Bases: SerialisableBaseModel

Methods:

add_sup_training –

Add supervised training information based on data.
add_unsup_training –

Add unsupervised training information based on data.
mark_saved_now –
prepare_and_report_training –

Context manager for preparing training.

Attributes:

description (str) –
hash (str) –
history (list[str]) –
last_saved (datetime) –
location (str) –
medcat_version (str) –
ontology (list[str]) –
saved_environ (Environment) –
sup_trained (list[TrainingDescriptor]) –
unsup_trained (list[TrainingDescriptor]) –

description `class-attribute` `instance-attribute`

description: str = 'N/A'

hash `class-attribute` `instance-attribute`

hash: str = ''

history `class-attribute` `instance-attribute`

history: list[str] = Field(default_factory=list)

last_saved `class-attribute` `instance-attribute`

last_saved: datetime = Field(default_factory=now)

location `class-attribute` `instance-attribute`

location: str = 'N/A'

medcat_version `class-attribute` `instance-attribute`

medcat_version: str = ''

ontology `class-attribute` `instance-attribute`

ontology: list[str] = []

saved_environ `class-attribute` `instance-attribute`

saved_environ: Environment = Field(default_factory=get_environment_info)

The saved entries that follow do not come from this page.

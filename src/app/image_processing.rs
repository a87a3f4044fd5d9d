// image_processing.rs
use crate::app::{CompressionMode, ImageFileInfo, OptimizationUpdate, OptimizedImage};
use crate::utils::{Logger, measure_time, get_memory_usage};
use image::codecs::gif::GifDecoder;
use image::codecs::jpeg::JpegEncoder;
use image::codecs::png::{CompressionType, FilterType, PngEncoder};
use image::io::Reader as ImageReader;
use image::{AnimationDecoder, ColorType, DynamicImage, ImageEncoder, ImageError, ImageFormat};
use std::fs::{self, File};
use std::io::BufReader;
use std::path::{Path, PathBuf};
use std::sync::mpsc::Sender;
use thiserror::Error;
use uuid::Uuid;

#[derive(Debug, Error)]
pub enum OptimizeError {
    #[error("I/O error: {0}")]
    Io(#[from] std::io::Error),
    #[error("image codec error: {0}")]
    Image(#[from] ImageError),
    #[error("failed to encode image: {0}")]
    Encoding(String),
    #[error("unrecognized image format: {}", .0.display())]
    UnknownFormat(PathBuf),
}

/// Largest width or height libwebp accepts.
pub const WEBP_MAX_DIMENSION: u32 = 16383;

#[derive(Clone, Copy, Debug)]
pub struct OptimizerSettings {
    /// Quality used by lossy encoders, 1 to 100.
    pub lossy_quality: f32,
}

impl Default for OptimizerSettings {
    fn default() -> Self {
        Self { lossy_quality: 80.0 }
    }
}

impl OptimizerSettings {
    pub fn quality(&self) -> f32 {
        self.lossy_quality.clamp(1.0, 100.0)
    }
}

/// Copies `source` into a fresh temporary directory and optimizes the copy.
///
/// The copy is only overwritten when the re-encoded bytes are smaller, so
/// the result is never larger than the source. The source is left untouched.
pub fn optimize_image(
    source: &Path,
    mode: CompressionMode,
    settings: &OptimizerSettings,
    logger: &Logger,
) -> Result<OptimizedImage, OptimizeError> {
    logger.log(format!("Optimizing {} ({})", source.display(), mode.label()));
    logger.log(get_memory_usage());

    let temp_dir = tempfile::Builder::new().prefix("image-optimizer-").tempdir()?;
    let copy_path = temp_dir.path().join(temp_file_name(source));
    fs::copy(source, &copy_path)?;
    let original_length = fs::metadata(&copy_path)?.len();
    logger.log(format!("Copied source to {}", copy_path.display()));

    let (load_result, load_duration) = measure_time(|| load_image(&copy_path));
    let (img, format) = load_result?;
    logger.log(format!(
        "Loaded {}x{} {:?} image in {:?}",
        img.width(),
        img.height(),
        format,
        load_duration
    ));

    if let Some(reason) = keep_reason(&copy_path, &img, format, mode)? {
        logger.log(format!("Keeping the original bytes: {}", reason));
        let file = ImageFileInfo::from_path(copy_path)?;
        return Ok(OptimizedImage::new(file, mode, false).with_temp_dir(temp_dir));
    }

    let (encode_result, encode_duration) = measure_time(|| encode_image(&img, format, mode, settings));
    let (encoded, output_format) = encode_result?;
    logger.log(format!(
        "Encoded {:?} ({} bytes) in {:?}",
        output_format,
        encoded.len(),
        encode_duration
    ));

    let replaced = (encoded.len() as u64) < original_length;
    let output_path = if replaced {
        let output_path = match output_format.extensions_str().first() {
            Some(extension) => copy_path.with_extension(extension),
            None => copy_path.clone(),
        };
        let (save_result, save_duration) = measure_time(|| fs::write(&output_path, &encoded));
        save_result?;
        if output_path != copy_path {
            fs::remove_file(&copy_path)?;
        }
        logger.log(format!("Saved optimized file to {} in {:?}", output_path.display(), save_duration));
        output_path
    } else {
        logger.log("Re-encoded image is not smaller, keeping the original bytes");
        copy_path
    };

    let file = ImageFileInfo::from_path(output_path)?;
    logger.log(get_memory_usage());
    Ok(OptimizedImage::new(file, mode, replaced).with_temp_dir(temp_dir))
}

/// Runs [`optimize_image`] on a worker thread and reports the outcome on `sender`.
pub fn spawn_optimization(
    source: PathBuf,
    mode: CompressionMode,
    settings: OptimizerSettings,
    logger: Logger,
    sender: Sender<OptimizationUpdate>,
) -> std::io::Result<()> {
    std::thread::Builder::new()
        .name("optimizer".to_string())
        .spawn(move || {
            let (result, duration) = measure_time(|| optimize_image(&source, mode, &settings, &logger));
            match &result {
                Ok(_) => logger.log(format!("Optimization finished in {:?}", duration)),
                Err(e) => logger.log(format!("Optimization failed: {}", e)),
            }
            // The receiver is gone if the window closed mid-job.
            let _ = sender.send(OptimizationUpdate::Finished(result));
        })
        .map(|_| ())
}

fn temp_file_name(source: &Path) -> String {
    let id = Uuid::new_v4();
    match source.extension() {
        Some(extension) => format!("{}.{}", id, extension.to_string_lossy()),
        None => id.to_string(),
    }
}

fn load_image(path: &Path) -> Result<(DynamicImage, ImageFormat), OptimizeError> {
    let reader = ImageReader::open(path)?.with_guessed_format()?;
    let format = reader
        .format()
        .ok_or_else(|| OptimizeError::UnknownFormat(path.to_path_buf()))?;
    Ok((reader.decode()?, format))
}

/// Why re-encoding the decoded image would lose content, if it would.
fn keep_reason(
    path: &Path,
    img: &DynamicImage,
    format: ImageFormat,
    mode: CompressionMode,
) -> Result<Option<&'static str>, OptimizeError> {
    // Decoding keeps only the first frame.
    if is_animated(path, format)? {
        return Ok(Some("animated images are not re-encoded"));
    }
    let eight_bit = matches!(
        img,
        DynamicImage::ImageLuma8(_)
            | DynamicImage::ImageLumaA8(_)
            | DynamicImage::ImageRgb8(_)
            | DynamicImage::ImageRgba8(_)
    );
    if mode == CompressionMode::Lossless && format != ImageFormat::Png && !eight_bit {
        return Ok(Some("lossless WebP only holds 8-bit samples"));
    }
    Ok(None)
}

fn is_animated(path: &Path, format: ImageFormat) -> Result<bool, OptimizeError> {
    match format {
        ImageFormat::Gif => {
            let decoder = GifDecoder::new(BufReader::new(File::open(path)?))?;
            Ok(decoder.into_frames().take(2).count() > 1)
        }
        ImageFormat::WebP => {
            // RIFF header, then a VP8X chunk whose flags byte carries the animation bit.
            let bytes = fs::read(path)?;
            Ok(bytes.len() > 20 && &bytes[12..16] == b"VP8X" && bytes[20] & 0x02 != 0)
        }
        _ => Ok(false),
    }
}

fn encode_image(
    img: &DynamicImage,
    format: ImageFormat,
    mode: CompressionMode,
    settings: &OptimizerSettings,
) -> Result<(Vec<u8>, ImageFormat), OptimizeError> {
    match (mode, format) {
        (CompressionMode::Lossless, ImageFormat::Png) => Ok((encode_to_png(img)?, ImageFormat::Png)),
        (CompressionMode::Lossless, _) => Ok((encode_to_webp(img, None)?, ImageFormat::WebP)),
        (CompressionMode::Lossy, ImageFormat::Jpeg) => {
            Ok((encode_to_jpeg(img, settings.quality())?, ImageFormat::Jpeg))
        }
        (CompressionMode::Lossy, _) => {
            Ok((encode_to_webp(img, Some(settings.quality()))?, ImageFormat::WebP))
        }
    }
}

fn encode_to_png(img: &DynamicImage) -> Result<Vec<u8>, OptimizeError> {
    // PNG has no float samples.
    let converted;
    let img = match img.color() {
        ColorType::Rgb32F | ColorType::Rgba32F => {
            converted = DynamicImage::ImageRgba16(img.to_rgba16());
            &converted
        }
        _ => img,
    };

    let mut bytes = Vec::new();
    PngEncoder::new_with_quality(&mut bytes, CompressionType::Best, FilterType::Adaptive)
        .write_image(img.as_bytes(), img.width(), img.height(), img.color())?;
    Ok(bytes)
}

fn encode_to_jpeg(img: &DynamicImage, quality: f32) -> Result<Vec<u8>, OptimizeError> {
    let rgb = img.to_rgb8();
    let mut bytes = Vec::new();
    JpegEncoder::new_with_quality(&mut bytes, quality.round() as u8)
        .encode(rgb.as_raw(), rgb.width(), rgb.height(), ColorType::Rgb8)?;
    Ok(bytes)
}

sup_trained `class-attribute` `instance-attribute`

sup_trained: list[TrainingDescriptor] = []

unsup_trained `class-attribute` `instance-attribute`

unsup_trained: list[TrainingDescriptor] = []

add_sup_training

add_sup_training(start_time: datetime, num_docs: int, project_name: str) -> None

Add supervised training information based on data.

This will mark down the time taken for training by comparing

the start time to the current time.

This will be called for every project being trained separately.

So if there's a MCT export being trained with multiple projects, multiple different training instances will be recorded.

Parameters:

start_time
(datetime) –

The time at which the training was started.
num_docs
(int) –

The number of documents that were trained.
project_name
(str) –

The project name.

Source code in medcat-v2/medcat/config/config.py

def add_sup_training(self, start_time: datetime, num_docs: int,
                     project_name: str) -> None:
    """Add supervised training information based on data.

    NOTE: This will mark down the time taken for training by comparing
          the start time to the current time.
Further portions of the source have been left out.